What to produce :: The output should be identical to the entries that follow.

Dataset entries
┄┄┄┄┄┄
//! Message bundle resolving domain message keys to display text.

use crate::error::{CliError, Result};
use nakshatra_domain::traits::MessageCatalog;
use std::collections::HashMap;
use std::fs;
use std::path::Path;
use toml::Value;

/// English bundle shipped with the binary.
pub const ENGLISH: &str = include_str!("../locales/en.toml");

/// Flattened message bundle.
///
/// Nested TOML tables become dotted keys; string arrays become lists.
#[derive(Debug, Clone, Default)]
pub struct Messages {
    strings: HashMap<String, String>,
    lists: HashMap<String, Vec<String>>,
}

impl Messages {
    /// Parse a bundle from TOML text.
    pub fn from_toml_str(contents: &str) -> Result<Self> {
        let table: toml::Table = toml::from_str(contents)?;
        let mut messages = Self::default();
        messages.flatten("", &table);
        Ok(messages)
    }

    /// The built-in English bundle.
    pub fn english() -> Result<Self> {
        Self::from_toml_str(ENGLISH)
    }

    /// English bundle with an optional override file layered on top.
    pub fn load(overlay: Option<&Path>) -> Result<Self> {
        let mut messages = Self::english()?;
        if let Some(path) = overlay {
            let contents = fs::read_to_string(path).map_err(|e| {
                CliError::Config(format!("Failed to read messages {}: {}", path.display(), e))
            })?;
            messages.extend(Self::from_toml_str(&contents)?);
        }
        Ok(messages)
    }

    /// Replace entries with those of `other`.
    pub fn extend(&mut self, other: Messages) {
        self.strings.extend(other.strings);
        self.lists.extend(other.lists);
    }

    /// Resolve a key and substitute `{target}`.
    pub fn resolve_with_target(&self, key: &str, target: &str) -> String {
        self.resolve(key).replace("{target}", target)
    }

    fn flatten(&mut self, prefix: &str, table: &toml::Table) {
        for (name, value) in table {
            let key = if prefix.is_empty() {
                name.clone()
            } else {
                format!("{}.{}", prefix, name)
            };

            match value {
                Value::String(s) => {
                    self.strings.insert(key, s.clone());
                }
                Value::Array(items) => {
                    let list = items
                        .iter()
                        .filter_map(|item| item.as_str().map(str::to_string))
                        .collect();
                    self.lists.insert(key, list);
                }
                Value::Table(inner) => self.flatten(&key, inner),
                // Numbers and booleans carry no display text
                _ => {}
            }
        }
    }
}

impl MessageCatalog for Messages {
    fn message(&self, key: &str) -> Option<&str> {
        self.strings.get(key).map(String::as_str)
    }

    fn message_list(&self, key: &str) -> Option<Vec<String>> {
        self.lists.get(key).cloned()
    }
}

#[cfg(test)]
mod tests {
    use super::*;
    use nakshatra_domain::comparison::{self, PoliticalLean};
    use nakshatra_domain::labeling::{self, axis_examples, DescriptionBucket};
    use nakshatra_domain::{Axis, Likert, Position};

    #[test]
    fn test_english_bundle_resolves_labels() {
        let messages = Messages::english().unwrap();

        let label = labeling::axis_label(0.7, Axis::Recognition);
        assert_eq!(label.render(&messages), "Very Pro-Recognition");

        let label = labeling::axis_label(0.0, Axis::Sid);
        assert_eq!(label.render(&messages), "Centrist on SID");

        assert_eq!(messages.resolve(Likert::AGREE.key().as_str()), "Agree");
    }

    #[test]
    fn test_every_description_and_example_key_exists() {
        let messages = Messages::english().unwrap();
        for axis in Axis::ALL {
            for bucket in [DescriptionBucket::High, DescriptionBucket::Low, DescriptionBucket::Neutral] {
                assert!(messages.message(&bucket.key(axis)).is_some());
            }
            for value in [0.9, 0.5, 0.0, -0.5, -0.9] {
                assert_eq!(axis_examples(value, axis).resolve(&messages).len(), 3);
            }
        }
    }

    #[test]
    fn test_lean_keys() {
        let messages = Messages::english().unwrap();
        let lean = comparison::political_lean(&Position::new(0.5, -0.5, 0.0).unwrap());
        let text: Vec<String> = lean.keys().iter().map(|k| messages.resolve(k)).collect();
        assert_eq!(text.join(" "), "Statist Majoritarian");
        assert_eq!(
            messages.resolve(PoliticalLean::CentristModerate.keys()[0]),
            "Centrist / Moderate"
        );
    }

    #[test]
    fn test_target_substitution() {
        let messages = Messages::english().unwrap();
        let key = comparison::comparative(0.8, 0.2).key(Axis::Statism);
        assert_eq!(
            messages.resolve_with_target(&key, "BJP"),
            "You favor more state intervention than BJP."
        );
    }

    #[test]
    fn test_overlay() {
        let mut messages = Messages::english().unwrap();
        messages.extend(Messages::from_toml_str("[labels.statism]\npositive = \"Statist\"").unwrap());
        assert_eq!(messages.resolve("labels.statism.positive"), "Statist");
        assert_eq!(messages.resolve("labels.statism.negative"), "Low Statism");
    }
}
┄┄┄┄┄┄
Exercise output ::
//! Message bundle resolving domain message keys to display text.

use crate::error::{CliError, Result};
use nakshatra_domain::traits::MessageCatalog;
use std::collections::HashMap;
use std::fs;
use std::path::Path;
use toml::Value;

/// English bundle shipped with the binary.
pub const ENGLISH: &str = include_str!("../locales/en.toml");

/// Flattened message bundle.
///
/// Nested TOML tables become dotted keys; string arrays become lists.
#[derive(Debug, Clone, Default)]
pub struct Messages {
    strings: HashMap<String, String>,
    lists: HashMap<String, Vec<String>>,
}

impl Messages {
    /// Parse a bundle from TOML text.
    pub fn from_toml_str(contents: &str) -> Result<Self> {
        let table: toml::Table = toml::from_str(contents)?;
        let mut messages = Self::default();
        messages.flatten("", &table);
        Ok(messages)
    }

    /// The built-in English bundle.
    pub fn english() -> Result<Self> {
        Self::from_toml_str(ENGLISH)
    }

    /// English bundle with an optional override file layered on top.
    pub fn load(overlay: Option<&Path>) -> Result<Self> {
        let mut messages = Self::english()?;
        if let Some(path) = overlay {
            let contents = fs::read_to_string(path).map_err(|e| {
                CliError::Config(format!("Failed to read messages {}: {}", path.display(), e))
            })?;
            messages.extend(Self::from_toml_str(&contents)?);
        }
        Ok(messages)
    }

    /// Replace entries with those of `other`.
    pub fn extend(&mut self, other: Messages) {
        self.strings.extend(other.strings);
        self.lists.extend(other.lists);
    }

    /// Resolve a key and substitute `{target}`.
    pub fn resolve_with_target(&self, key: &str, target: &str) -> String {
        self.resolve(key).replace("{target}", target)
    }

    fn flatten(&mut self, prefix: &str, table: &toml::Table) {
        for (name, value) in table {
            let key = if prefix.is_empty() {
                name.clone()
            } else {
                format!("{}.{}", prefix, name)
            };

            match value {
                Value::String(s) => {
                    self.strings.insert(key, s.clone());
                }
                Value::Array(items) => {
                    let list = items
                        .iter()
                        .filter_map(|item| item.as_str().map(str::to_string))
                        .collect();
                    self.lists.insert(key, list);
                }
                Value::Table(inner) => self.flatten(&key, inner),
                // Numbers and booleans carry no display text
                _ => {}
            }
        }
    }
}

impl MessageCatalog for Messages {
    fn message(&self, key: &str) -> Option<&str> {
        self.strings.get(key).map(String::as_str)
    }

    fn message_list(&self, key: &str) -> Option<Vec<String>> {
        self.lists.get(key).cloned()
    }
}

#[cfg(test)]
mod tests {
    use super::*;
    use nakshatra_domain::comparison::{self, PoliticalLean};
    use nakshatra_domain::labeling::{self, axis_examples, DescriptionBucket};
    use nakshatra_domain::{Axis, Likert, Position};

    #[test]
    fn test_english_bundle_resolves_labels() {
        let messages = Messages::english().unwrap();

        let label = labeling::axis_label(0.7, Axis::Recognition);
        assert_eq!(label.render(&messages), "Very Pro-Recognition");

        let label = labeling::axis_label(0.0, Axis::Sid);
        assert_eq!(label.render(&messages), "Centrist on SID");

        assert_eq!(messages.resolve(Likert::AGREE.key().as_str()), "Agree");
    }

    #[test]
    fn test_every_description_and_example_key_exists() {
        let messages = Messages::english().unwrap();
        for axis in Axis::ALL {
            for bucket in [DescriptionBucket::High, DescriptionBucket::Low, DescriptionBucket::Neutral] {
                assert!(messages.message(&bucket.key(axis)).is_some());
            }
            for value in [0.9, 0.5, 0.0, -0.5, -0.9] {
                assert_eq!(axis_examples(value, axis).resolve(&messages).len(), 3);
            }
        }
    }

    #[test]
    fn test_lean_keys() {
        let messages = Messages::english().unwrap();
        let lean = comparison::political_lean(&Position::new(0.5, -0.5, 0.0).unwrap());
        let text: Vec<String> = lean.keys().iter().map(|k| messages.resolve(k)).collect();
        assert_eq!(text.join(" "), "Statist Majoritarian");
        assert_eq!(
            messages.resolve(PoliticalLean::CentristModerate.keys()[0]),
            "Centrist / Moderate"
        );
    }

    #[test]
    fn test_target_substitution() {
        let messages = Messages::english().unwrap();
        let key = comparison::comparative(0.8, 0.2).key(Axis::Statism);
        assert_eq!(
            messages.resolve_with_target(&key, "BJP"),
            "You favor more state intervention than BJP."
        );
    }

    #[test]
    fn test_overlay() {
        let mut messages = Messages::english().unwrap();
        messages.extend(Messages::from_toml_str("[labels.statism]\npositive = \"Statist\"").unwrap());
        assert_eq!(messages.resolve("labels.statism.positive"), "Statist");
        assert_eq!(messages.resolve("labels.statism.negative"), "Low Statism");
    }
}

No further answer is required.